How Tos

Tough love with Tanya Gold

Tough love

Every month in the mag our resident sexpert Tanya Gold imparts her libidinous wisdom to all who care to listen.

Q My partner insists on putting her finger up my arse during sex. Now, I’m not against this, but I do object to her trying to operate me like a finger puppet at other times of the day. Can you help?

No, I cannot help. I can merely mock and pretend to help. But even if I did want to help, which I don’t, I couldn’t, because I do not understand your problem. I think you are saying that you like your girlfriend – I am trying to think of a delicate, even funny way to express it but I cannot – sticking her finger up your arse and waggling it around like an evil finger puppet. Good. Excellent. Normal. (By the way, I have a tip for all Esquire readers. Go and tell a beautiful GP that you have piles and he/she will stick her finger up your arse, again and again and again. Do not ask me how I know this.) But you do not like her bullying you day-to-day, you say, and you have inserted an anal sex metaphor to confuse – or maybe trick – me. Is this what you mean?

So. Your girlfriend is bullying you. You do need to address this for her sake as well as yours because if you do not, you may end up strangling her and putting her body in a Tesco bin bag, like they do in those soap operas I used to watch before my television broke. (You think you have problems! My telly is BROKEN. Yes. BROKEN. BROKEN. BROKEN.) Freud says nothing happens by accident, not even broken televisions. You are bullied because, on some subliminal level, you desire it. Acknowledge it. And then do – what?
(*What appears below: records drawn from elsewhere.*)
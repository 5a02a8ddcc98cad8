//! Key layout in the shared store.
//!
//! Every key is `{namespace}_{suffix}`; the namespace is the repository
//! (or an explicit prefix) so independent repositories never collide.

use shepherd_core::LockName;

/// Resolved key names for one namespace.
#[derive(Debug, Clone, PartialEq, Eq)]
pub struct StateKeys {
    namespace: String,
    /// String: most recently validated tag.
    pub stable: String,
    /// Set: tags that failed validation.
    pub avoid: String,
    /// String with TTL: holder of the canary lock.
    pub canary_lock: String,
    /// String with TTL: holder of the rollout lock.
    pub rollout_lock: String,
    /// Set: host names that have published a member record.
    pub members: String,
}

impl StateKeys {
    pub fn new(namespace: &str) -> Self {
        Self {
            namespace: namespace.to_string(),
            stable: format!("{namespace}_stable_release_tag"),
            avoid: format!("{namespace}_avoid_release_tag"),
            canary_lock: format!("{namespace}_{}", LockName::Canary.key_suffix()),
            rollout_lock: format!("{namespace}_{}", LockName::Rollout.key_suffix()),
            members: format!("{namespace}_members"),
        }
    }

    pub fn namespace(&self) -> &str {
        &self.namespace
    }

    pub fn lock(&self, lock: LockName) -> &str {
        match lock {
            LockName::Canary => &self.canary_lock,
            LockName::Rollout => &self.rollout_lock,
        }
    }

    /// Per-host member record key.
    pub fn member(&self, hostname: &str) -> String {
        format!("{}_member_{hostname}", self.namespace)
    }
}

#[cfg(test)]
mod tests {
    use super::*;

    #[test]
    fn keys_are_namespaced() {
        let keys = StateKeys::new("acme/api");
        assert_eq!(keys.stable, "acme/api_stable_release_tag");
        assert_eq!(keys.avoid, "acme/api_avoid_release_tag");
        assert_eq!(keys.lock(LockName::Canary), "acme/api_canary_release_tag");
        assert_eq!(keys.lock(LockName::Rollout), "acme/api_rollout");
        assert_eq!(keys.member("web-1"), "acme/api_member_web-1");
    }

    #[test]
    fn namespaces_do_not_collide() {
        let a = StateKeys::new("acme/api");
        let b = StateKeys::new("acme/worker");
        assert_ne!(a.stable, b.stable);
        assert_ne!(a.canary_lock, b.canary_lock);
    }
}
I am not sure. Stay away from bin bags?

Q My new partner makes loads of noise in bed and I live with two flat mates. It’s getting rather embarrassing seeing them in the morning. Any advice?

What kind of noise? Is she shouting, “Pass me the Jaffa Cake that has been living under the mattress for 3000 years so I can stick it in my gob and suck?” Or, “I always thought I would end up with someone taller than you who has a bigger penis and more money?” (This happens when a woman’s internal monologue forgets to be internal.) Or, “Don’t call me your partner! I hate that word!” Or do you mean that your love-making (we cannot say “fucking” because it upsets the advertisers) is so beguiling and wondrous that she is whooping like a chimp that has just learnt to do a shit and is proud of itself? If it is the latter, I am surprised. I always thought that men liked it when they made women scream. That is the impression I get from watching footage of pro-democracy protests in Iran. Look – a woman! Shoot her in the face! Oh, she’s screaming! Haha! Let’s have a party around the blood!
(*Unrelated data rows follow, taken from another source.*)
//! Host-local record of the last installed tag.
//!
//! This is the host's only idempotency signal: the shared store never
//! learns which hosts installed what (outside the optional member
//! registry), so each host decides for itself whether a tag is new.

use std::io::Write;
use std::path::{Path, PathBuf};
use std::sync::Arc;

use async_trait::async_trait;
use serde::{Deserialize, Serialize};
use tracing::debug;

use shepherd_core::{InstallSource, ReleaseTag};

use crate::error::{StateError, StateResult};

/// Where this host learns what it is currently running.
#[async_trait]
pub trait InstallTracker: Send + Sync {
    /// Last successfully installed tag, if known.
    async fn last_installed(&self) -> StateResult<Option<ReleaseTag>>;

    /// Record a confirmed successful deploy of `tag`.
    async fn record_installed(&self, tag: &str) -> StateResult<()>;
}

/// Build the tracker selected by configuration.
pub fn tracker_for(source: &InstallSource) -> Arc<dyn InstallTracker> {
    match source {
        InstallSource::StateFile(path) => Arc::new(FileTracker::new(path)),
        InstallSource::VersionCommand(cmd) => Arc::new(CommandTracker::new(cmd)),
    }
}

/// On-disk JSON record: `{"last_installed_tag": "<tag>"}`.
#[derive(Debug, Clone, Default, PartialEq, Eq, Serialize, Deserialize)]
pub struct LocalInstallState {
    #[serde(default)]
    pub last_installed_tag: String,
}

/// Strategy A: persisted state file.
#[derive(Debug, Clone)]
pub struct FileTracker {
    path: PathBuf,
}

impl FileTracker {
    pub fn new(path: impl Into<PathBuf>) -> Self {
        Self { path: path.into() }
    }

    pub fn path(&self) -> &Path {
        &self.path
    }

    fn io_err(&self, source: std::io::Error) -> StateError {
        StateError::LocalIo {
            path: self.path.clone(),
            source,
        }
    }

    /// Read the record; a missing file is an empty record.
    pub fn read(&self) -> StateResult<LocalInstallState> {
        let content = match std::fs::read_to_string(&self.path) {
            Ok(c) => c,
            Err(e) if e.kind() == std::io::ErrorKind::NotFound => {
                return Ok(LocalInstallState::default());
            }
            Err(e) => return Err(self.io_err(e)),
        };
        if content.trim().is_empty() {
            return Ok(LocalInstallState::default());
        }
        serde_json::from_str(&content).map_err(|e| StateError::Corrupt {
            path: self.path.clone(),
            reason: e.to_string(),
        })
    }

    /// Write the record, creating parent directories, owner-only.
    pub fn write(&self, state: &LocalInstallState) -> StateResult<()> {
        if let Some(dir) = self.path.parent().filter(|d| !d.as_os_str().is_empty()) {
            create_private_dir(dir).map_err(|e| self.io_err(e))?;
        }
        let body =
            serde_json::to_vec(state).map_err(|e| StateError::Serialize(e.to_string()))?;
        let mut file = open_private(&self.path).map_err(|e| self.io_err(e))?;
        file.write_all(&body).map_err(|e| self.io_err(e))?;
        file.write_all(b"\n").map_err(|e| self.io_err(e))?;
        file.sync_all().map_err(|e| self.io_err(e))?;
        Ok(())
    }
}

#[cfg(unix)]
fn create_private_dir(dir: &Path) -> std::io::Result<()> {
    use std::os::unix::fs::DirBuilderExt;
    std::fs::DirBuilder::new()
        .recursive(true)
        .mode(0o700)
        .create(dir)
}

#[cfg(not(unix))]
fn create_private_dir(dir: &Path) -> std::io::Result<()> {
    std::fs::create_dir_all(dir)
}

#[cfg(unix)]
fn open_private(path: &Path) -> std::io::Result<std::fs::File> {
    use std::os::unix::fs::{OpenOptionsExt, PermissionsExt};
    let file = std::fs::OpenOptions::new()
        .write(true)
        .create(true)
        .truncate(true)
        .mode(0o600)
        .open(path)?;
    // The mode only applies on creation.
    file.set_permissions(std::fs::Permissions::from_mode(0o600))?;
    Ok(file)
}

#[cfg(not(unix))]
fn open_private(path: &Path) -> std::io::Result<std::fs::File> {
    std::fs::OpenOptions::new()
        .write(true)
        .create(true)
        .truncate(true)
        .open(path)
}

#[async_trait]
impl InstallTracker for FileTracker {
    async fn last_installed(&self) -> StateResult<Option<ReleaseTag>> {
        let state = self.read()?;
        Ok(Some(state.last_installed_tag).filter(|t| !t.is_empty()))
    }

    async fn record_installed(&self, tag: &str) -> StateResult<()> {
        if tag.is_empty() {
            return Err(StateError::EmptyTag);
        }
        self.write(&LocalInstallState {
            last_installed_tag: tag.to_string(),
        })?;
        debug!(%tag, path = ?self.path, "last installed tag recorded");
        Ok(())
    }
}

/// Strategy B: ask the running system via an operator command.
///
/// The command is run through `sh -c` on every call; nothing is cached.
#[derive(Debug, Clone)]
pub struct CommandTracker {
    command: String,
}

impl CommandTracker {
    pub fn new(command: &str) -> Self {
        Self {
            command: command.to_string(),
        }
    }
}

#[async_trait]
impl InstallTracker for CommandTracker {
    async fn last_installed(&self) -> StateResult<Option<ReleaseTag>> {
        let output = tokio::process::Command::new("sh")
            .arg("-c")
            .arg(&self.command)
            .stdin(std::process::Stdio::null())
            .output()
            .await
            .map_err(|e| StateError::VersionQuery {
                command: self.command.clone(),
                reason: e.to_string(),
            })?;
        if !output.status.success() {
            return Err(StateError::VersionQuery {
                command: self.command.clone(),
                reason: format!(
                    "{}: {}",
                    output.status,
                    String::from_utf8_lossy(&output.stderr).trim()
                ),
            });
        }
        let version = String::from_utf8_lossy(&output.stdout).trim().to_string();
        debug!(command = %self.command, %version, "queried running version");
        Ok(Some(version).filter(|v| !v.is_empty()))
    }

    async fn record_installed(&self, _tag: &str) -> StateResult<()> {
        // The running system is the record.
        Ok(())
    }
}

#[cfg(test)]
mod tests {
    use super::*;

    #[tokio::test]
    async fn file_roundtrip() {
        let dir = tempfile::tempdir().unwrap();
        let tracker = FileTracker::new(dir.path().join("state.json"));

        assert_eq!(tracker.last_installed().await.unwrap(), None);
        tracker.record_installed("v1.2.3").await.unwrap();
        assert_eq!(
            tracker.last_installed().await.unwrap().as_deref(),
            Some("v1.2.3")
        );
    }

    #[tokio::test]
    async fn file_uses_wire_format_and_creates_parents() {
        let dir = tempfile::tempdir().unwrap();
        let path = dir.path().join("var/lib/shepherd/state.json");
        let tracker = FileTracker::new(&path);
        tracker.record_installed("v2").await.unwrap();

        let raw = std::fs::read_to_string(&path).unwrap();
        let value: serde_json::Value = serde_json::from_str(&raw).unwrap();
        assert_eq!(value["last_installed_tag"], "v2");
    }

    #[cfg(unix)]
    #[tokio::test]
    async fn file_is_owner_only() {
        use std::os::unix::fs::PermissionsExt;

        let dir = tempfile::tempdir().unwrap();
        let path = dir.path().join("state.json");
        std::fs::write(&path, "{}").unwrap();
        std::fs::set_permissions(&path, std::fs::Permissions::from_mode(0o644)).unwrap();

        FileTracker::new(&path).record_installed("v1").await.unwrap();
        let mode = std::fs::metadata(&path).unwrap().permissions().mode();
        assert_eq!(mode & 0o777, 0o600);
    }

    #[tokio::test]
    async fn file_rejects_empty_tag() {
        let dir = tempfile::tempdir().unwrap();
        let tracker = FileTracker::new(dir.path().join("state.json"));
        assert!(matches!(
            tracker.record_installed("").await,
            Err(StateError::EmptyTag)
        ));
    }

    #[tokio::test]
    async fn corrupt_file_is_an_error() {
        let dir = tempfile::tempdir().unwrap();
        let path = dir.path().join("state.json");
        std::fs::write(&path, "not json").unwrap();
        assert!(matches!(
            FileTracker::new(&path).last_installed().await,
            Err(StateError::Corrupt { .. })
        ));
    }

    #[cfg(unix)]
    #[tokio::test]
    async fn command_reports_trimmed_version() {
        let tracker = CommandTracker::new("echo v1.0.0");
        assert_eq!(
            tracker.last_installed().await.unwrap().as_deref(),
            Some("v1.0.0")
        );
        // Recording is a no-op; the command remains the source of truth.
        tracker.record_installed("v9").await.unwrap();
        assert_eq!(
            tracker.last_installed().await.unwrap().as_deref(),
            Some("v1.0.0")
        );
    }

    #[cfg(unix)]
    #[tokio::test]
    async fn command_failure_and_empty_output() {
        assert!(matches!(
            CommandTracker::new("exit 2").last_installed().await,
            Err(StateError::VersionQuery { .. })
        ));
        assert_eq!(CommandTracker::new("true").last_installed().await.unwrap(), None);
    }

    #[cfg(unix)]
    #[tokio::test]
    async fn tracker_for_selects_strategy() {
        let dir = tempfile::tempdir().unwrap();
        let path = dir.path().join("state.json");

        let file = tracker_for(&InstallSource::StateFile(path.clone()));
        file.record_installed("v4").await.unwrap();
        assert_eq!(file.last_installed().await.unwrap().as_deref(), Some("v4"));
        assert!(path.exists());

        let command = tracker_for(&InstallSource::VersionCommand("echo v1".to_string()));
        command.record_installed("v4").await.unwrap();
        assert_eq!(command.last_installed().await.unwrap().as_deref(), Some("v1"));
    }
}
But you are embarrassed, you say. If this is true – and I do suspect that your “problem” is merely a ruse to make all the readers of Esquire think “what a great fuck that man on the problem page is!” – there is only one solution. You must gag her with a gag. There are many kinds of gag for all kinds of mouth. Go into a porn shop and say, “Do you have any gags?” It is more fun than you might think.
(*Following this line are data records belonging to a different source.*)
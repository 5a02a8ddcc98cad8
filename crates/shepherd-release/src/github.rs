//! GitHub releases backend.

use std::ffi::OsString;
use std::path::{Path, PathBuf};

use async_trait::async_trait;
use regex::Regex;
use reqwest::Url;
use reqwest::header::{ACCEPT, AUTHORIZATION, HeaderMap, HeaderValue, USER_AGENT};
use serde::Deserialize;
use tracing::{debug, info};

use shepherd_core::{ShepherdConfig, is_latest};

use crate::error::FetchError;
use crate::fetcher::{ReleaseFetcher, ResolvedAsset};

const GITHUB_JSON: &str = "application/vnd.github+json";
const OCTET_STREAM: &str = "application/octet-stream";

#[derive(Debug, Clone, Deserialize)]
struct Release {
    tag_name: String,
    #[serde(default)]
    draft: bool,
    #[serde(default)]
    prerelease: bool,
    /// RFC 3339; lexical order is chronological.
    #[serde(default)]
    published_at: Option<String>,
    #[serde(default)]
    assets: Vec<Asset>,
}

#[derive(Debug, Clone, Deserialize)]
struct Asset {
    id: u64,
    name: String,
}

/// [`ReleaseFetcher`] backed by the GitHub REST API.
#[derive(Debug, Clone)]
pub struct GitHubFetcher {
    client: reqwest::Client,
    api: Url,
    owner: String,
    repo: String,
    pattern: Regex,
    download_dir: PathBuf,
    include_prereleases: bool,
}

impl GitHubFetcher {
    pub fn new(
        api: &str,
        repo: &str,
        token: &str,
        pattern: &str,
        download_dir: &Path,
        include_prereleases: bool,
    ) -> Result<Self, FetchError> {
        let (owner, name) = repo
            .split_once('/')
            .filter(|(o, n)| !o.is_empty() && !n.is_empty())
            .ok_or_else(|| FetchError::InvalidRepo(repo.to_string()))?;

        let mut headers = HeaderMap::new();
        headers.insert(USER_AGENT, HeaderValue::from_static("shepherd"));
        if !token.is_empty() {
            let value = HeaderValue::from_str(&format!("Bearer {token}"))
                .map_err(|_| FetchError::InvalidRepo(repo.to_string()))?;
            headers.insert(AUTHORIZATION, value);
        }
        let client = reqwest::Client::builder().default_headers(headers).build()?;
        let api = Url::parse(api)
            .ok()
            .filter(|u| !u.cannot_be_a_base())
            .ok_or_else(|| FetchError::InvalidApi(api.to_string()))?;

        Ok(Self {
            client,
            api,
            owner: owner.to_string(),
            repo: name.to_string(),
            pattern: Regex::new(pattern)?,
            download_dir: download_dir.to_path_buf(),
            include_prereleases,
        })
    }

    pub fn from_config(config: &ShepherdConfig) -> Result<Self, FetchError> {
        Self::new(
            &config.github_api,
            &config.repo,
            &config.github_token,
            &config.package_name_pattern,
            &config.assets_download_path,
            config.include_prereleases,
        )
    }

    /// `<api>/repos/<owner>/<repo>/<segments...>`, each segment encoded.
    fn repo_url(&self, segments: &[&str]) -> String {
        let mut url = self.api.clone();
        if let Ok(mut path) = url.path_segments_mut() {
            path.pop_if_empty()
                .extend(["repos", self.owner.as_str(), self.repo.as_str()])
                .extend(segments);
        }
        url.to_string()
    }

    async fn get_json<T: serde::de::DeserializeOwned>(&self, url: &str) -> Result<T, FetchError> {
        let resp = self.client.get(url).header(ACCEPT, GITHUB_JSON).send().await?;
        if !resp.status().is_success() {
            return Err(FetchError::Status {
                url: url.to_string(),
                status: resp.status().as_u16(),
            });
        }
        Ok(resp.json().await?)
    }

    async fn resolve_release(&self, tag: &str) -> Result<Release, FetchError> {
        if !is_latest(tag) {
            return self.get_json(&self.repo_url(&["releases", "tags", tag])).await;
        }
        if !self.include_prereleases {
            return self.get_json(&self.repo_url(&["releases", "latest"])).await;
        }
        // The list endpoint includes pre-releases; take the newest published.
        let releases: Vec<Release> = self.get_json(&self.repo_url(&["releases"])).await?;
        releases
            .into_iter()
            .filter(|r| !r.draft)
            .max_by(|a, b| a.published_at.cmp(&b.published_at))
            .ok_or(FetchError::NoRelease)
    }

    async fn download(&self, asset: &Asset, dest: &Path) -> Result<(), FetchError> {
        let id = asset.id.to_string();
        let url = self.repo_url(&["releases", "assets", &id]);
        let resp = self.client.get(&url).header(ACCEPT, OCTET_STREAM).send().await?;
        if !resp.status().is_success() {
            return Err(FetchError::Status {
                url,
                status: resp.status().as_u16(),
            });
        }
        let body = resp.bytes().await?;

        let io_err = |source| FetchError::Io {
            path: dest.to_path_buf(),
            source,
        };
        tokio::fs::create_dir_all(&self.download_dir).await.map_err(io_err)?;
        // Write beside the target and rename so a crash never leaves a
        // truncated file that would later be reused.
        let partial = partial_path(dest);
        tokio::fs::write(&partial, &body).await.map_err(io_err)?;
        tokio::fs::rename(&partial, dest).await.map_err(io_err)?;
        Ok(())
    }
}

/// `dest` with `.partial` appended to the full file name.
fn partial_path(dest: &Path) -> PathBuf {
    let mut name = dest.file_name().map(OsString::from).unwrap_or_default();
    name.push(".partial");
    dest.with_file_name(name)
}

#[async_trait]
impl ReleaseFetcher for GitHubFetcher {
    async fn download_release_asset(&self, tag: &str) -> Result<ResolvedAsset, FetchError> {
        let release = self.resolve_release(tag).await?;
        info!(
            requested = %tag,
            tag = %release.tag_name,
            prerelease = release.prerelease,
            "release resolved"
        );

        let Some(asset) = release.assets.iter().find(|a| {
            debug!(name = %a.name, id = a.id, "asset candidate");
            self.pattern.is_match(&a.name)
        }) else {
            return Err(FetchError::AssetNotFound {
                tag: release.tag_name,
            });
        };

        let path = self.download_dir.join(&asset.name);
        match tokio::fs::try_exists(&path).await {
            Ok(true) => {
                debug!(?path, "reusing downloaded asset");
            }
            Ok(false) => {
                self.download(asset, &path).await?;
                info!(tag = %release.tag_name, ?path, "asset downloaded");
            }
            Err(source) => return Err(FetchError::Io { path, source }),
        }

        Ok(ResolvedAsset {
            tag: release.tag_name,
            path,
        })
    }
}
Am I a freak because I only want to have sex three or four times a week, rather than three or four times a night?
In my experience only angry men – and men who tell their stories to Cosmopolitan – want to have sex all the time. Because ejaculating is like shouting. Spurt! I hate you! Spurt! Where is my dinner? Spurt! Tottenham! Spurt! Audi! It can be nice having sex all the time but, in my experience, these feelings tend to melt, leaving you with a man who is rocking and seething. A man who should be wearing a hospital gown and being fed through a tube.

So no, you are not a freak. You are normal. If you were a shop, you would be John Lewis.